- [INFORMATION GIVEN]

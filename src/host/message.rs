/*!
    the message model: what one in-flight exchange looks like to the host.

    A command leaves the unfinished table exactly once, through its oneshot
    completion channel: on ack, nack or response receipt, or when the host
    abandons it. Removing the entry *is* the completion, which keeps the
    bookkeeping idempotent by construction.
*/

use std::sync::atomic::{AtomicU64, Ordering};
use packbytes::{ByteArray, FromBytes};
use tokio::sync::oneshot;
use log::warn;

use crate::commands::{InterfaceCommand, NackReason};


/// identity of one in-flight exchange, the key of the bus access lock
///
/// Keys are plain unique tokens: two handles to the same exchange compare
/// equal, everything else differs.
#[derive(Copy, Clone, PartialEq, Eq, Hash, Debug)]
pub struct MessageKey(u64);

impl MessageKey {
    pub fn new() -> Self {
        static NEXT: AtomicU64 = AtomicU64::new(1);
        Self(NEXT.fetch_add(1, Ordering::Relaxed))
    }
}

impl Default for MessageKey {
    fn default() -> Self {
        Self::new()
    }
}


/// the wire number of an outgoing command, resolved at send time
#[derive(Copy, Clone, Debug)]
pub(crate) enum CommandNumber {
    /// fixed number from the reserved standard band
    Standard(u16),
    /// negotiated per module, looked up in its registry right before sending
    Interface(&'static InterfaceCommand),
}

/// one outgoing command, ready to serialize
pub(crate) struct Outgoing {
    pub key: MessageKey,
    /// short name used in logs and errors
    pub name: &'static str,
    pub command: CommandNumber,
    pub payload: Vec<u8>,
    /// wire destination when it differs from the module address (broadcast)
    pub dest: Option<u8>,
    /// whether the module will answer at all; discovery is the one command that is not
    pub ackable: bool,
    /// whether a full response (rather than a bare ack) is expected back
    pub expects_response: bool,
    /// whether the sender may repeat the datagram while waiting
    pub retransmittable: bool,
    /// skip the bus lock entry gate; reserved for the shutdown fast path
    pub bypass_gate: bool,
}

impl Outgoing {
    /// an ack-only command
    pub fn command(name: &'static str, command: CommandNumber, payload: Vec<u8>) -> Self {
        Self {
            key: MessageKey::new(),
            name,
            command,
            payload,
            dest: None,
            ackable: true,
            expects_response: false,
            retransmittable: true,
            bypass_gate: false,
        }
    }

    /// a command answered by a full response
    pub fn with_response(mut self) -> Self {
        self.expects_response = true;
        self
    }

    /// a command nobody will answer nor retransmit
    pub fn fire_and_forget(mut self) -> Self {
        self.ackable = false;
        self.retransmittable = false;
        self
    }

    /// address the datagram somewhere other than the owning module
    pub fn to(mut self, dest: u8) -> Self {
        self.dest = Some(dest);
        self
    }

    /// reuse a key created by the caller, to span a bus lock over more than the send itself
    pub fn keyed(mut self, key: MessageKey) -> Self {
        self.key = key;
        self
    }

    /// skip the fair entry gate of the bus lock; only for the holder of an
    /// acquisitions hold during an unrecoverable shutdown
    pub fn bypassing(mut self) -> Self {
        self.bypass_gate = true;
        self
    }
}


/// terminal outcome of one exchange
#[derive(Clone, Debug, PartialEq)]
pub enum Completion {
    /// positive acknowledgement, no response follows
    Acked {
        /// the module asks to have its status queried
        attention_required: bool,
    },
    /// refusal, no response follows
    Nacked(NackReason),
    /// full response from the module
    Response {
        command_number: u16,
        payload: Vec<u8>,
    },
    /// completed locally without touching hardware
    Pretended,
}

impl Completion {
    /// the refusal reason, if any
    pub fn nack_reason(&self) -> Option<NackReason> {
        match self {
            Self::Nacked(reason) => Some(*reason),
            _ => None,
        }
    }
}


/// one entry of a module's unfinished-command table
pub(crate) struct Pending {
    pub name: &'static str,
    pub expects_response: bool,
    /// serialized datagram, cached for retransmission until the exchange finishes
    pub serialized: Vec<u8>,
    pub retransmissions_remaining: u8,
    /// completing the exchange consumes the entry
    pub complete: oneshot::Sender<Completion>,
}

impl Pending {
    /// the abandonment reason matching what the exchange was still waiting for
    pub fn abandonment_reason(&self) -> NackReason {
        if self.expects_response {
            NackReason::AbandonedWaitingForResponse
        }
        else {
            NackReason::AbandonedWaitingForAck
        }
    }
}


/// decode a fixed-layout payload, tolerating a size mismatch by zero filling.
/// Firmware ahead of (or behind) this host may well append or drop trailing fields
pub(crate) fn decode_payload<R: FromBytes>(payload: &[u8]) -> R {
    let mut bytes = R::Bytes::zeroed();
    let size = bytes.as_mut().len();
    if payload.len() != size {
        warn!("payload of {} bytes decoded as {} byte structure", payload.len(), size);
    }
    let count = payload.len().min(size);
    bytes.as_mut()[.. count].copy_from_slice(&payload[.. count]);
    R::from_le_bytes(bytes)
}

--

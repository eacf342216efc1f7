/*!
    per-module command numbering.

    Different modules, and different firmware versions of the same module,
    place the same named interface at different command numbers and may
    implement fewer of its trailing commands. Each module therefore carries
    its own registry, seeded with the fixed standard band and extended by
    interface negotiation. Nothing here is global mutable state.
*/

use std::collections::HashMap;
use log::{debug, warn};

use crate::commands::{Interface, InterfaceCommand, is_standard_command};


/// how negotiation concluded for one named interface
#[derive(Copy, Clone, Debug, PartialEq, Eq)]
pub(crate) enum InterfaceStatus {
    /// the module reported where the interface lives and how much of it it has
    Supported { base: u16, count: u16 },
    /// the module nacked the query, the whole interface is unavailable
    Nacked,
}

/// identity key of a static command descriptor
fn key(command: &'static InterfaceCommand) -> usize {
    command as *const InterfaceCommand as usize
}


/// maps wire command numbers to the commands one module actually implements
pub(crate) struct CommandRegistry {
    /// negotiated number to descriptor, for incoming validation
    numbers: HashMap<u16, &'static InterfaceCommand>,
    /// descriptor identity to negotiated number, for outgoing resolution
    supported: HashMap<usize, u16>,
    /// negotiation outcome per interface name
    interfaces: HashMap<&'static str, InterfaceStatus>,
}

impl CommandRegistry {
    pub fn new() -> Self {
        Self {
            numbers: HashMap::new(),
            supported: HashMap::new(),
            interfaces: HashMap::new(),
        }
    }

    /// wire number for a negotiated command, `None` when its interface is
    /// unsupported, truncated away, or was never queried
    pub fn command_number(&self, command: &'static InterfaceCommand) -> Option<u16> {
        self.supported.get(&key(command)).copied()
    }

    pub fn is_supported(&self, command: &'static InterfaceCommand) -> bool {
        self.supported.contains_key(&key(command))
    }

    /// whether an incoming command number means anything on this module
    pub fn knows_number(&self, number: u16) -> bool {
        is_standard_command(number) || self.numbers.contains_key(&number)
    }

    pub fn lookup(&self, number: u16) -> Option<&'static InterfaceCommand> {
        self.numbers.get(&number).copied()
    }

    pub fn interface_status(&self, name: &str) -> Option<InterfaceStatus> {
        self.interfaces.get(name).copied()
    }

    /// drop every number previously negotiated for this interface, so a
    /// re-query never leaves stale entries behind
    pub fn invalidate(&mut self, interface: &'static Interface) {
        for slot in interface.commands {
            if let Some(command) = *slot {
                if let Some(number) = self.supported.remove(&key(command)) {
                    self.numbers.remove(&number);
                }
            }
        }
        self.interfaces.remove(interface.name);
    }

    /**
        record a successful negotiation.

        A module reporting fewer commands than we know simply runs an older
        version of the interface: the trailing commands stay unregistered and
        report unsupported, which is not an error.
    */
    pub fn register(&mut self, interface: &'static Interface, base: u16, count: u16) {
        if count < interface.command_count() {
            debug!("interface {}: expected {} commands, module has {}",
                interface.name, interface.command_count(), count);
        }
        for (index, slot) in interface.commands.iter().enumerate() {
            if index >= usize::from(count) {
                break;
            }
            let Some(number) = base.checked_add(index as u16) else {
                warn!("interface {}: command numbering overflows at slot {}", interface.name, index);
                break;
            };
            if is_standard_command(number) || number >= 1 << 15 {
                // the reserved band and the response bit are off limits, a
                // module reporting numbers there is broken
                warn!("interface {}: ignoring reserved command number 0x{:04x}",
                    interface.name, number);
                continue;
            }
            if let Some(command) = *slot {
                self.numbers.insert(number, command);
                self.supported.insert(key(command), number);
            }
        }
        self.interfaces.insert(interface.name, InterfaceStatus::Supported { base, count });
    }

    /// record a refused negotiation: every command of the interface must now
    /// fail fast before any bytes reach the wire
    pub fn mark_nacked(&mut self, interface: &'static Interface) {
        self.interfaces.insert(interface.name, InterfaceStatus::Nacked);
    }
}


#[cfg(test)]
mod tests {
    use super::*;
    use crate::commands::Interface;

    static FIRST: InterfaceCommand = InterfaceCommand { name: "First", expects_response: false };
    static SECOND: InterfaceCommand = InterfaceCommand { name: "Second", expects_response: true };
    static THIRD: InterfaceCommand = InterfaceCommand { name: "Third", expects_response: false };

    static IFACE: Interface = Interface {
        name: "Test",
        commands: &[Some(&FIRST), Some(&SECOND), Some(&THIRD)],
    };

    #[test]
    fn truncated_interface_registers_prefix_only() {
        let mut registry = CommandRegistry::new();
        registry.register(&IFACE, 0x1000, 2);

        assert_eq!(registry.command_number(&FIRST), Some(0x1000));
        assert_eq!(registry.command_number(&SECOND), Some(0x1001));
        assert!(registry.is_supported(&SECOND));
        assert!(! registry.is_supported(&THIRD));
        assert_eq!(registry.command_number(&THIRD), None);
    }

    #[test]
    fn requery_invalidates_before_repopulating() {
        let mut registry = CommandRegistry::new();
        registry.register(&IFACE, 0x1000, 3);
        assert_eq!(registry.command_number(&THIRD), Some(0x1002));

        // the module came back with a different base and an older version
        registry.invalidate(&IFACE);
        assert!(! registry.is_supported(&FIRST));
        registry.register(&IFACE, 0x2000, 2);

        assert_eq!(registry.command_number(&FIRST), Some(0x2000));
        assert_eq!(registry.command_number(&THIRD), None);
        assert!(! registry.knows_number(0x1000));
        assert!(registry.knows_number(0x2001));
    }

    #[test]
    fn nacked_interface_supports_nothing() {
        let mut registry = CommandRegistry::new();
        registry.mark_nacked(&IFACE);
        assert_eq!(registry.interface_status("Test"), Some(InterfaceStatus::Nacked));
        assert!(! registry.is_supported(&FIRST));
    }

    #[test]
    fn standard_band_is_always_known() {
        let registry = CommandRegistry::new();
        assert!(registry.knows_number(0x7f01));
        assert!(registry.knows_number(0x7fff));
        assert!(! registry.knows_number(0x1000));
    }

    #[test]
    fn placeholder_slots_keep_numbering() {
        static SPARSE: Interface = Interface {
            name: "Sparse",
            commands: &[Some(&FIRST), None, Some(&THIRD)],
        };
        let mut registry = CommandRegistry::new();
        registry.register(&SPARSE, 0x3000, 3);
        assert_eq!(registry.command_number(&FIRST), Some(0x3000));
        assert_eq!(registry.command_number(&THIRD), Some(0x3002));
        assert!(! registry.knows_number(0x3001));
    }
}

- [EXERCISE DIRECTIONS] Repeat the entries above verbatim, but only from the line that has "command numbering overflows" down to the line that has "there is broken", inclusive.

- [EXERCISE RESPONSE]
                warn!("interface {}: command numbering overflows at slot {}", interface.name, index);
                break;
            };
            if is_standard_command(number) || number >= 1 << 15 {
                // the reserved band and the response bit are off limits, a
                // module reporting numbers there is broken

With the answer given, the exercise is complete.